Fault tolerance planning and implementation starts with risk assessment, a three step process.
Begin by identification of the assets or processes to be protected. A rating of importance should attend each one, so that the more critical ones may be identified easily. A multi-level categorization is often sufficient; top-to-bottom ranking is usually not necessary.
Then for each one identified, identify the risks. Risks are ways in which the asset or process can be slowed, corrupted, destroyed, or otherwise made unavailable. A risk is composed of a threat, the likelihood of the threat, and the potential resulting impact of the threat. Again, these should be rated so that the biggest risks (most likely and highest damage threats) are identified easily. Note that sources of threat may be intentional or not, from inside or outside, and from people or systems.
Finally, for each of the identified risks, identify how that risk will be mitigated.
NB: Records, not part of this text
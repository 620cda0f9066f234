//! Combined-log-style access line per request.

use axum::{
    extract::{ConnectInfo, Request},
    http::header,
    middleware::Next,
    response::Response,
};
use std::{net::SocketAddr, time::Instant};

/// Logs one line per request with peer address, request line, status and latency.
///
/// The peer address comes from [`ConnectInfo`] when the server was started
/// with `into_make_service_with_connect_info`; otherwise `-` is logged.
pub async fn layer(req: Request, next: Next) -> Response {
    let start = Instant::now();

    let peer = req
        .extensions()
        .get::<ConnectInfo<SocketAddr>>()
        .map(|ConnectInfo(addr)| addr.ip().to_string())
        .unwrap_or_else(|| "-".to_string());

    let method = req.method().to_string();
    let target = req
        .uri()
        .path_and_query()
        .map(|pq| pq.as_str().to_string())
        .unwrap_or_else(|| req.uri().path().to_string());
    let version = format!("{:?}", req.version());

    let ua = req
        .headers()
        .get(header::USER_AGENT)
        .and_then(|v| v.to_str().ok())
        .unwrap_or("-")
        .to_string();

    let response = next.run(req).await;

    let status = response.status().as_u16();
    let ms = start.elapsed().as_millis();

    tracing::info!(
        target: "access",
        r#"{peer} "{method} {target} {version}" {status} "{ua}" {ms}ms"#
    );

    response
}
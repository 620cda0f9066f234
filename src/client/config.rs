//! Client configuration.

use std::env;
use std::time::Duration;

/// Where the stats service lives and how long a single call may take.
///
/// # Environment Variables
///
/// - `STATS_SERVER_URL` - Base URL (default: `http://localhost:9090`)
/// - `STATS_CLIENT_TIMEOUT_MS` - Per-request timeout in milliseconds (default: 2000)
#[derive(Debug, Clone)]
pub struct StatsClientConfig {
    pub base_url: String,
    pub timeout: Duration,
}

impl StatsClientConfig {
    pub fn new(base_url: impl Into<String>) -> Self {
        Self {
            base_url: base_url.into(),
            timeout: Duration::from_millis(2000),
        }
    }

    pub fn with_timeout(mut self, timeout: Duration) -> Self {
        self.timeout = timeout;
        self
    }

    /// Loads the client configuration, falling back to defaults for unset
    /// or unparsable variables.
    pub fn from_env() -> Self {
        let base_url =
            env::var("STATS_SERVER_URL").unwrap_or_else(|_| "http://localhost:9090".to_string());

        let timeout_ms = env::var("STATS_CLIENT_TIMEOUT_MS")
            .ok()
            .and_then(|v| v.parse().ok())
            .filter(|ms| *ms > 0)
            .unwrap_or(2000);

        Self::new(base_url).with_timeout(Duration::from_millis(timeout_ms))
    }
}

impl Default for StatsClientConfig {
    fn default() -> Self {
        Self::new("http://localhost:9090")
    }
}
Note the term “mitigate” – often a risk cannot be eliminated entirely without unrealistic expenditure, so the focus should be on realistic minimization of liability. Identifying the type of liability can help this ranking process – does this affect the ability to continue doing business? Any direct impact on patient health? A drop in the number of patients that can be seen?
This concludes Lecture a of Creating Fault-Tolerant Systems, Backups, and Decommissioning.
In this lecture we defined fault tolerance as a system’s ability to continue performing to specification despite problems. The idea is to minimize downtime and maximize availability through reliability and redundancy.
Hardware, Software, and Systems are three areas that should be fault tolerant
To make systems more fault-tolerant, use risk assessment to evaluate potential problems, then mitigate those potential problems using best practices.